Saved entries
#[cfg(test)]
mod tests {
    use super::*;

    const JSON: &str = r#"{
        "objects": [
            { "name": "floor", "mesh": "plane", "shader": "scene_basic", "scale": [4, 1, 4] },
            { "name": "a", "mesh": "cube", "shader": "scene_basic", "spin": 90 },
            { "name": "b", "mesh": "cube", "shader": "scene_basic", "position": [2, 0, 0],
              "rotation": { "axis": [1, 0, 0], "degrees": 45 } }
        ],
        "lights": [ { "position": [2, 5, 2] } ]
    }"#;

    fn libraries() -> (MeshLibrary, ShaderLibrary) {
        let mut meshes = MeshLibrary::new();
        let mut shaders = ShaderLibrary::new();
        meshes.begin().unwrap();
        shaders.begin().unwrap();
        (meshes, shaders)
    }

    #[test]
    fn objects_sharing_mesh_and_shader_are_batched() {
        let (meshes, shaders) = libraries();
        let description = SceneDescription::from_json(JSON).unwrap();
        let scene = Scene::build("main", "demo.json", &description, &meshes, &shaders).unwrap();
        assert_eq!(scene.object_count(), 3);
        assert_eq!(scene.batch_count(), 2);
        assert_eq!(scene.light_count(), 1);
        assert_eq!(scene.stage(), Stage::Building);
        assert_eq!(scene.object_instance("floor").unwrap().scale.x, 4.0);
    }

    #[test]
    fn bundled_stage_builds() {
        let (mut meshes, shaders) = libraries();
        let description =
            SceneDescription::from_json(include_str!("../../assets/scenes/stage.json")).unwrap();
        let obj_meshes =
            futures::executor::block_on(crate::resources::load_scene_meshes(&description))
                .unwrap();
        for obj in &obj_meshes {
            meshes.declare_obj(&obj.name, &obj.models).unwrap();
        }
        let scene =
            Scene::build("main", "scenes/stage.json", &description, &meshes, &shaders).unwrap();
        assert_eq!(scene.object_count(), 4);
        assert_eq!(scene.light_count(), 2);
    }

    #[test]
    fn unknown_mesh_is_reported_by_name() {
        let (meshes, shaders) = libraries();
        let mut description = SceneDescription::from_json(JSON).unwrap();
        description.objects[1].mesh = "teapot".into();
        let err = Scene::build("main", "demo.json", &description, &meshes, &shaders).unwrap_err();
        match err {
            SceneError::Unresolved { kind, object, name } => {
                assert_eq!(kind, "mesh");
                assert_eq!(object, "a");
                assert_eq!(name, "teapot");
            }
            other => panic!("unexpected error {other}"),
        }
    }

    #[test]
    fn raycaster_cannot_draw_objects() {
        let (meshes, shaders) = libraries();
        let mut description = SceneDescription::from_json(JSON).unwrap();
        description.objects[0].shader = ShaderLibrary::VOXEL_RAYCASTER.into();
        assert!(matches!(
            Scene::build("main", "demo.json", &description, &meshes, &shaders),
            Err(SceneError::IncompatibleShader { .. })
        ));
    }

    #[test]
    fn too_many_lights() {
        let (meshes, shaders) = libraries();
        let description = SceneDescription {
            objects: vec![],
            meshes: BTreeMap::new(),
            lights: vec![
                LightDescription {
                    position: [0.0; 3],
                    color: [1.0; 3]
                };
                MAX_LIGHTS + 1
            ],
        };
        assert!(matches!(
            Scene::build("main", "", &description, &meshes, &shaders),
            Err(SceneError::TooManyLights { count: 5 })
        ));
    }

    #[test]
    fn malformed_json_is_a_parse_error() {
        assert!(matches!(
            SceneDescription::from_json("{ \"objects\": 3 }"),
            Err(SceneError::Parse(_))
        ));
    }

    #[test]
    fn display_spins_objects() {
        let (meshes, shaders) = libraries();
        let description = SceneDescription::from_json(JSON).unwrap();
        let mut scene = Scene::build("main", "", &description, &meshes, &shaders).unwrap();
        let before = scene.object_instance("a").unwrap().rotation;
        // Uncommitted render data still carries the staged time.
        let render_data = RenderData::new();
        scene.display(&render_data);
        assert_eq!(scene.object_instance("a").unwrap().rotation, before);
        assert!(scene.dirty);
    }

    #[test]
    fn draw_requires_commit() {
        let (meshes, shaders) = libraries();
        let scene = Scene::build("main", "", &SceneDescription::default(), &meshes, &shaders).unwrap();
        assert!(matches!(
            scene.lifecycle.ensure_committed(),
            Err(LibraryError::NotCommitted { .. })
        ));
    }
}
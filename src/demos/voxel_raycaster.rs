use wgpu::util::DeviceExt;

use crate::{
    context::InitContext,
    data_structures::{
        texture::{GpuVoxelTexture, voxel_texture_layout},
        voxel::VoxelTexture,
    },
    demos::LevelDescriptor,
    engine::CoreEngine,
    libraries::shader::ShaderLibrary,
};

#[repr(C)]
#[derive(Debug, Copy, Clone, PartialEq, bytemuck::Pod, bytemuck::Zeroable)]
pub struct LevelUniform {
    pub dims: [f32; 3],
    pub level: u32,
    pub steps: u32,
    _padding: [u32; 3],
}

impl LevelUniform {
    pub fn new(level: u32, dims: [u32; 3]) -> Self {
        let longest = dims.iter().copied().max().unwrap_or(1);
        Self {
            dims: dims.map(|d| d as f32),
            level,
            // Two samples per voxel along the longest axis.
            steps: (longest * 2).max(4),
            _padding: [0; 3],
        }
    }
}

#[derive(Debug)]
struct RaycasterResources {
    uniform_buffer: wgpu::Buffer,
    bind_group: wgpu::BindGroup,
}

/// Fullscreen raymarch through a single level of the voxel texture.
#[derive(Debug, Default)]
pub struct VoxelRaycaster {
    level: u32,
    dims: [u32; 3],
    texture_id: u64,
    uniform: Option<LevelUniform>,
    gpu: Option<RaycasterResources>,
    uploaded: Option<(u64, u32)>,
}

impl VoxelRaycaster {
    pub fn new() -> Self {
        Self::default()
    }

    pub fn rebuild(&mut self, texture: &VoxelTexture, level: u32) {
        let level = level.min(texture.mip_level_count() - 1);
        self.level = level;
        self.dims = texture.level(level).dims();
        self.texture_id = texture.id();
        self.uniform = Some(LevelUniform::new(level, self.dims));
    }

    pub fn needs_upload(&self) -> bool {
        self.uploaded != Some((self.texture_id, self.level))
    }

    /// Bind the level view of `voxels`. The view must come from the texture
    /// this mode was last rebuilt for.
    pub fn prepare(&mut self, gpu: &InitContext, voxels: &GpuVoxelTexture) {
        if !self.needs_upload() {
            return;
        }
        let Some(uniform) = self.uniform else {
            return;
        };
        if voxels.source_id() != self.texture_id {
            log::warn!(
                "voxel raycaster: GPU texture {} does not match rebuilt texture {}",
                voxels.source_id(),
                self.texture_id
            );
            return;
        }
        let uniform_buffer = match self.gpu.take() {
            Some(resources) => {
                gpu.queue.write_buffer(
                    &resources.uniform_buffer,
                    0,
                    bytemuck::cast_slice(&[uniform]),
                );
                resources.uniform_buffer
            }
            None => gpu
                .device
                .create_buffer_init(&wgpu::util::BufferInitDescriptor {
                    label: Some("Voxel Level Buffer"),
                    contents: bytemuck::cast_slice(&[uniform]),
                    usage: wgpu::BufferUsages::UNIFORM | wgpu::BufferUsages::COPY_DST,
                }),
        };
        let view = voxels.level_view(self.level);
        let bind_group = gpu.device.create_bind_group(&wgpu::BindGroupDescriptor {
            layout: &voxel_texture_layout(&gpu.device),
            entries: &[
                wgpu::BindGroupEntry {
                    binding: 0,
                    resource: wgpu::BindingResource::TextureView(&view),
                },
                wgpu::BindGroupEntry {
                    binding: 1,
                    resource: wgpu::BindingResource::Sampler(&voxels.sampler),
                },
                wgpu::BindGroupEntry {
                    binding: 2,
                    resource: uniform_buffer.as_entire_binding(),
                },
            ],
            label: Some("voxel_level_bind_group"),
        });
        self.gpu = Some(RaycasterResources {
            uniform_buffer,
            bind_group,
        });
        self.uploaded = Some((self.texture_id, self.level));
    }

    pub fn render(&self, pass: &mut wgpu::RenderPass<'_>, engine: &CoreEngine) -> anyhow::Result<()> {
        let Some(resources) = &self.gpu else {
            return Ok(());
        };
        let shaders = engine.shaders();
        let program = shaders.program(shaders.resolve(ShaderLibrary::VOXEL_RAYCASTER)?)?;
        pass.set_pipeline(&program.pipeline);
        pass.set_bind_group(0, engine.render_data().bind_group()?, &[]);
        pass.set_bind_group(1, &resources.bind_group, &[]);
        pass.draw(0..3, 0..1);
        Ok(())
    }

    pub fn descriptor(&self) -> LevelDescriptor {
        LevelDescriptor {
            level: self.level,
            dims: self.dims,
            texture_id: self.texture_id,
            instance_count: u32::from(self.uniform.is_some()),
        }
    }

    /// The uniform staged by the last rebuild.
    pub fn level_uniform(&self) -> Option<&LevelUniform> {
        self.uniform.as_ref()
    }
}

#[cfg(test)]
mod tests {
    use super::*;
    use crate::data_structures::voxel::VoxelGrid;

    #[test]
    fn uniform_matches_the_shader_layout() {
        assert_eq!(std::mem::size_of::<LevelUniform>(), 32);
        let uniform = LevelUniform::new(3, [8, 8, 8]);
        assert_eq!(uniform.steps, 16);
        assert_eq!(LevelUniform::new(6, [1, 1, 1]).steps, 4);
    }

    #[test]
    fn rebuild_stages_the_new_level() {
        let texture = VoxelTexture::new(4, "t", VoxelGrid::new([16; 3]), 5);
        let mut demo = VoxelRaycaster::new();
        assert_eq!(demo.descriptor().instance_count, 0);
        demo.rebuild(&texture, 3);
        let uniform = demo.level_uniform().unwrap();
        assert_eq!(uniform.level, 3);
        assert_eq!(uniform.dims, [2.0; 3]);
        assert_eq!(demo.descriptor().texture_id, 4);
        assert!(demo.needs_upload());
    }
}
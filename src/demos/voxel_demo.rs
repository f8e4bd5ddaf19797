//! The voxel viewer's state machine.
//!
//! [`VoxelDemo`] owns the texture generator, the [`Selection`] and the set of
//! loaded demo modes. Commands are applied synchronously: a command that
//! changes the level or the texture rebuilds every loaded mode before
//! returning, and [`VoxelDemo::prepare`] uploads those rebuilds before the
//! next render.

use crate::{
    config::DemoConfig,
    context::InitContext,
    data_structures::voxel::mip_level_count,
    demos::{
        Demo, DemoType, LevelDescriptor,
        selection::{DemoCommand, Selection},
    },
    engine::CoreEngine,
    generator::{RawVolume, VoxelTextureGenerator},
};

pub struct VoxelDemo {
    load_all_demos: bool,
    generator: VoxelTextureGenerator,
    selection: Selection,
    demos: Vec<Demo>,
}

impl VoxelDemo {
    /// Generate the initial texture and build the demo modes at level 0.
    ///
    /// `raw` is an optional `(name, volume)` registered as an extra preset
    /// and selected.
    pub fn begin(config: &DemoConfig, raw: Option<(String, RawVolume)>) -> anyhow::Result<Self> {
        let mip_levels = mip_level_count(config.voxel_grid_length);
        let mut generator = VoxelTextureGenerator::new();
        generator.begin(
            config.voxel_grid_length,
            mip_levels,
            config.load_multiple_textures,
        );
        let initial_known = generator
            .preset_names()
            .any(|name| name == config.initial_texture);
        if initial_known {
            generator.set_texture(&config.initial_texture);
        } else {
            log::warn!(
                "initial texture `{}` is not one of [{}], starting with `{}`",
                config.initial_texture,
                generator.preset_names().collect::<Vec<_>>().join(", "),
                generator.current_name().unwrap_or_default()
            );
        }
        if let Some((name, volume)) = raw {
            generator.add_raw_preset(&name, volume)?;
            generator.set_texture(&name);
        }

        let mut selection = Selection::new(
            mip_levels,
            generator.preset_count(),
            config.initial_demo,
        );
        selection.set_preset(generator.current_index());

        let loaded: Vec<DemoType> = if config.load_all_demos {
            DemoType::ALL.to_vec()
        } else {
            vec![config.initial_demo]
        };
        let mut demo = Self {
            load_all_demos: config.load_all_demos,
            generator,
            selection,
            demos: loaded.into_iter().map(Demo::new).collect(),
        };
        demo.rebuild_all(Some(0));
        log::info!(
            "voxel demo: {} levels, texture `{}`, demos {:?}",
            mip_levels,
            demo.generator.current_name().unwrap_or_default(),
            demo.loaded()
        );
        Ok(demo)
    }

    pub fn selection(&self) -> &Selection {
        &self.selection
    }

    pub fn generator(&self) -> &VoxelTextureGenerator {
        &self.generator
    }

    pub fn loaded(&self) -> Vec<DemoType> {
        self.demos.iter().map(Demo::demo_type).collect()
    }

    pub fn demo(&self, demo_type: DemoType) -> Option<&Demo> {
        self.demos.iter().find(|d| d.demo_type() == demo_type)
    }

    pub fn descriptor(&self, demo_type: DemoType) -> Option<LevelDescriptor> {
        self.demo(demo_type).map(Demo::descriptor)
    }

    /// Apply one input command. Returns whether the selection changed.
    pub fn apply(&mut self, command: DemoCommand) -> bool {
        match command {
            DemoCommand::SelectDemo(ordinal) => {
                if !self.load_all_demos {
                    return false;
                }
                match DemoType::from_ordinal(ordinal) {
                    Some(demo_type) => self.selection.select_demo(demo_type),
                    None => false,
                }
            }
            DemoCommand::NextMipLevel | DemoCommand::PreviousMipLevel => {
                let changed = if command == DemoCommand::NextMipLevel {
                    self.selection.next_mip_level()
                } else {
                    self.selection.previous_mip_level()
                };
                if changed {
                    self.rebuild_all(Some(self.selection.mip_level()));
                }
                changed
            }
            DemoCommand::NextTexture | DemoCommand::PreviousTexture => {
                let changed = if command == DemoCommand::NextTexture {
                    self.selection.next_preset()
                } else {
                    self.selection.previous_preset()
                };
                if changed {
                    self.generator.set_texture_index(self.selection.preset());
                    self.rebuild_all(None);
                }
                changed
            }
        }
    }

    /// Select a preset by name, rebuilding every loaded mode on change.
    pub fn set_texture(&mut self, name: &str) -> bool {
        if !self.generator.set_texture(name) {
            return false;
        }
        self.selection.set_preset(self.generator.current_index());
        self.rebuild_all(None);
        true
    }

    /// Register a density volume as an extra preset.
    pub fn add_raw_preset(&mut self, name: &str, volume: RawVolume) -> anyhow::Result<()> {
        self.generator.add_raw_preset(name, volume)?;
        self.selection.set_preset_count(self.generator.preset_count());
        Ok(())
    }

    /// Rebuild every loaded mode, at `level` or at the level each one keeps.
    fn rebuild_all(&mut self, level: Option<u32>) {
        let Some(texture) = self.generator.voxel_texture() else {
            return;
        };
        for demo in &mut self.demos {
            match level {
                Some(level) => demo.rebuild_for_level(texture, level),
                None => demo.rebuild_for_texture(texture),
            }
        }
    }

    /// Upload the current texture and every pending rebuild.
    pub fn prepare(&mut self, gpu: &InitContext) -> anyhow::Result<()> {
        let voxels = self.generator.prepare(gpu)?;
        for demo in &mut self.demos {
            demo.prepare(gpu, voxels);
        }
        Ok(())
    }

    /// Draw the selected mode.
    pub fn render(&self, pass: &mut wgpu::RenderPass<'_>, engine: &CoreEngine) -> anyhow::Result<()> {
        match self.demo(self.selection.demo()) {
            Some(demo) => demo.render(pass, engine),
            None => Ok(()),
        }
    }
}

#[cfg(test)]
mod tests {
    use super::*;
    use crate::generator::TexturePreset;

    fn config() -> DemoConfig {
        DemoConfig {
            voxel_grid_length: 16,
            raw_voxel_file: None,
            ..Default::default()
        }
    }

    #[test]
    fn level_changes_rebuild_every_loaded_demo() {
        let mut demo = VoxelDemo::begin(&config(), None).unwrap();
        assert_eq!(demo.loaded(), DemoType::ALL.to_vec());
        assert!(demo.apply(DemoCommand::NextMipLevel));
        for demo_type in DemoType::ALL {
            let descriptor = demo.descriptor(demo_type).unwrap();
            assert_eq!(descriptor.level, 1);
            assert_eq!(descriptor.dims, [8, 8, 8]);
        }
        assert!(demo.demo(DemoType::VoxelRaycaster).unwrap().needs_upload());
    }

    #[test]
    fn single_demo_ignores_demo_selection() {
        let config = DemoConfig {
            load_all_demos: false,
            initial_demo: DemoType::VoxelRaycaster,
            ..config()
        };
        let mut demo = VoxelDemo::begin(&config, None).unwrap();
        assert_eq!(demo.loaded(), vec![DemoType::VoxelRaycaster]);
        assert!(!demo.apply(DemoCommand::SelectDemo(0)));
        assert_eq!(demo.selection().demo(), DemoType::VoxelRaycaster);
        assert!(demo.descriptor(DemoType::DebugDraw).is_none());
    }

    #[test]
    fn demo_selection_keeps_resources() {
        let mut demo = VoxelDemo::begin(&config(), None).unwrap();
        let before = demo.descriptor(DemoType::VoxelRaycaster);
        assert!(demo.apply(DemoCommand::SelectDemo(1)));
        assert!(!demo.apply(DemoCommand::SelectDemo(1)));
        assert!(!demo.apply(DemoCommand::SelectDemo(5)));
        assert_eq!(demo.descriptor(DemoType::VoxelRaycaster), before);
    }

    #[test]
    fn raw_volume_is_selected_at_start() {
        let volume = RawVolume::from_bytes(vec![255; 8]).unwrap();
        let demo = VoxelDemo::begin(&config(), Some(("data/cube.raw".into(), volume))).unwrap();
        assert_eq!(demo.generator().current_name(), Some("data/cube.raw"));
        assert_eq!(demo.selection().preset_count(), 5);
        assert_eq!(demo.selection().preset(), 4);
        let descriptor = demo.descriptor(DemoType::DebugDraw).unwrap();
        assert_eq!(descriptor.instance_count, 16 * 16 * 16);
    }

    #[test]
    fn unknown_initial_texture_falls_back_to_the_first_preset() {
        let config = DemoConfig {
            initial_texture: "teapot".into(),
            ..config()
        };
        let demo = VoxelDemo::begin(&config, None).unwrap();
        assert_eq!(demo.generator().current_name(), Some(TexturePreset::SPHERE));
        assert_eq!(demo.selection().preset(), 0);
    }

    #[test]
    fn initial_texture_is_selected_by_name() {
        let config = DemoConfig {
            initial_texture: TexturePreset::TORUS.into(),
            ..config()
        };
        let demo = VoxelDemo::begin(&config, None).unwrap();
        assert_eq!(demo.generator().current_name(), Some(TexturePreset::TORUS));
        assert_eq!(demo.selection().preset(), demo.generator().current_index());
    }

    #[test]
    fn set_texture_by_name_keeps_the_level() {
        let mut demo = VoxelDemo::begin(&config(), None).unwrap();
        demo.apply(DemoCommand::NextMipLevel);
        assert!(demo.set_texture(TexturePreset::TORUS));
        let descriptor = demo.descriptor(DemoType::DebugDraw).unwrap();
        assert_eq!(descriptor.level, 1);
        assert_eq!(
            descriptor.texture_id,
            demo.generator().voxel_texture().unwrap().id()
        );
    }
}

▶ **Exercise objective**: Pull out all lines of the data with the string "LevelUniform".

▶ **Response to the task**:
pub struct LevelUniform {
impl LevelUniform {
    uniform: Option<LevelUniform>,
        self.uniform = Some(LevelUniform::new(level, self.dims));
    pub fn level_uniform(&self) -> Option<&LevelUniform> {
        assert_eq!(std::mem::size_of::<LevelUniform>(), 32);
        let uniform = LevelUniform::new(3, [8, 8, 8]);
        assert_eq!(LevelUniform::new(6, [1, 1, 1]).steps, 4);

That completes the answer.